*SOURCE DATA*:

□ □ □

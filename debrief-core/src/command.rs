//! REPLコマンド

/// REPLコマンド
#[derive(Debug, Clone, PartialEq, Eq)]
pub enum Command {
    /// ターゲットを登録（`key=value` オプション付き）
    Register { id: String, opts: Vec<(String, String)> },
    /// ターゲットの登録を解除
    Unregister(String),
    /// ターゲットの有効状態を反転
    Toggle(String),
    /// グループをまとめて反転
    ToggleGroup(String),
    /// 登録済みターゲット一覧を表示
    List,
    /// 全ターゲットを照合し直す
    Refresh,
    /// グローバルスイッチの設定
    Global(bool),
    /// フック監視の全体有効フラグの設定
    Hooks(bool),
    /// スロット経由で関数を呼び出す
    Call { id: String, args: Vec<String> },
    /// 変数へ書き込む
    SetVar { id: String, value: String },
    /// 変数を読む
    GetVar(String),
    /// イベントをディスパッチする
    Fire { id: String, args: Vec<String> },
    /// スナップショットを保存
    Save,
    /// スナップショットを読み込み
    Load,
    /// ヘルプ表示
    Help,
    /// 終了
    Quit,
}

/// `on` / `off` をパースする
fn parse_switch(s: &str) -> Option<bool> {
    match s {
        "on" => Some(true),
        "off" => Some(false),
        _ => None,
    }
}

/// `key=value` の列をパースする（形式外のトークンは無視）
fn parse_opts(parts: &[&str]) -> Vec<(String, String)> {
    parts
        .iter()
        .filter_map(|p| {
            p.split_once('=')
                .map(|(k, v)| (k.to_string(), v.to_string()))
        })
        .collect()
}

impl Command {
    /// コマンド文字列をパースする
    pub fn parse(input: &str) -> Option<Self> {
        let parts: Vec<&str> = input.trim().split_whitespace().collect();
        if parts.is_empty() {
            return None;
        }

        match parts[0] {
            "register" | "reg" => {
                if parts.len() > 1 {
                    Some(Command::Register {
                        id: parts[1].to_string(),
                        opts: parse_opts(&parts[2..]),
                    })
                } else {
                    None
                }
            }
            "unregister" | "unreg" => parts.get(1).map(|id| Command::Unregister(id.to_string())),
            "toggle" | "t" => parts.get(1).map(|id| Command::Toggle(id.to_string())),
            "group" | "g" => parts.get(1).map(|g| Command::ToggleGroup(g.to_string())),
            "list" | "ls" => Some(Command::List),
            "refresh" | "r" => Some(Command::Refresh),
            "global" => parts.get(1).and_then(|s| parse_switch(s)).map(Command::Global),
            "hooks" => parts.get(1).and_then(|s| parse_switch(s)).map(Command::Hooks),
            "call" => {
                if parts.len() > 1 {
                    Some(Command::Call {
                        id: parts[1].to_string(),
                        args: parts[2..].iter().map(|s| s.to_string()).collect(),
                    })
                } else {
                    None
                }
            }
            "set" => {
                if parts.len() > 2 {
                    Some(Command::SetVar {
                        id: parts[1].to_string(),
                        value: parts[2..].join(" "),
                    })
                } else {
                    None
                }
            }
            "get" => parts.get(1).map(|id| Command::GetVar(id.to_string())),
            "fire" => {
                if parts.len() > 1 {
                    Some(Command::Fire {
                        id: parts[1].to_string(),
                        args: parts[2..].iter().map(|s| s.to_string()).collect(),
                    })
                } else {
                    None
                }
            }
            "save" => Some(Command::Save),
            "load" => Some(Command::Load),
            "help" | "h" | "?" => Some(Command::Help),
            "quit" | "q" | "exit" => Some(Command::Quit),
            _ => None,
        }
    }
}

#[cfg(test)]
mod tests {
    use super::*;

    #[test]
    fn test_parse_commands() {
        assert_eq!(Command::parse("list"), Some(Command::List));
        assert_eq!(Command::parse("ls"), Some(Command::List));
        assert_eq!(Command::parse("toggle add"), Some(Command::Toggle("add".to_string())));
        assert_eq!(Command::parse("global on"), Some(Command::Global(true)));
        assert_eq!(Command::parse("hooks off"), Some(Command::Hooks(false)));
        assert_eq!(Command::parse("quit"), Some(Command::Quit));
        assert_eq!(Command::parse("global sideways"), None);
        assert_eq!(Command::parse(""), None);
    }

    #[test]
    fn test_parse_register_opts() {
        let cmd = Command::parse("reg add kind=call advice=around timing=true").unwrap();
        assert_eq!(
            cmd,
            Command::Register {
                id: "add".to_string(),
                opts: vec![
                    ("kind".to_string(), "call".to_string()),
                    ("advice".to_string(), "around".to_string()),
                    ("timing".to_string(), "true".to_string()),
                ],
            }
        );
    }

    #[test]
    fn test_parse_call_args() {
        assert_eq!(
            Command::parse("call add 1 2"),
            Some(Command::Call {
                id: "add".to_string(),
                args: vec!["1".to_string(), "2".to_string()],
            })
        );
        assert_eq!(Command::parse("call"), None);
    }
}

□ □ □

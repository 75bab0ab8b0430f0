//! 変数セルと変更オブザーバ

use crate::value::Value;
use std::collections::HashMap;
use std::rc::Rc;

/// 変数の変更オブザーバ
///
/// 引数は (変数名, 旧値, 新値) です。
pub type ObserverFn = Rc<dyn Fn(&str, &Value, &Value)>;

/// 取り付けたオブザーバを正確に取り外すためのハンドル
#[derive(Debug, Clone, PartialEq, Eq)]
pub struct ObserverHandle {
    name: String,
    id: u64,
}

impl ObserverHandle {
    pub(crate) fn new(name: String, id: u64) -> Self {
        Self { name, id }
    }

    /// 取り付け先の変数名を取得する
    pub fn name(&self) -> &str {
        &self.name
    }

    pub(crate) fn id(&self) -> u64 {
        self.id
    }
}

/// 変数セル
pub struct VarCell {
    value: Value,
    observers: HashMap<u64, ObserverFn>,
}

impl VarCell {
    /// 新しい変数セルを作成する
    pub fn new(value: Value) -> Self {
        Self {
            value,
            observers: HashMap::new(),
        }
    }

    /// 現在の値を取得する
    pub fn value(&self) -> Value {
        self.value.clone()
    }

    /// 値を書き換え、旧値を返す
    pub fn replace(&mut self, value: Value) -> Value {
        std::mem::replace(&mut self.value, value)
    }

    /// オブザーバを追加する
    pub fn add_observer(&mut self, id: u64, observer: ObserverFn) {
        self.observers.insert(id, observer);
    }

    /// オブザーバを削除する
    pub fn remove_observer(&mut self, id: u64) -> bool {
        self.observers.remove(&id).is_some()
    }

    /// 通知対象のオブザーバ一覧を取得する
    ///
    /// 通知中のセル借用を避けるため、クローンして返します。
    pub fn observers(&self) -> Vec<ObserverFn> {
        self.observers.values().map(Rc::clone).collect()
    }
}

□ □ □

*WHAT YOU SHOULD DO*:
Scan the entries above and report the number of lines that contain the word "ToggleGroup", with no added text.

*ANSWER TO THIS EXERCISE*:
2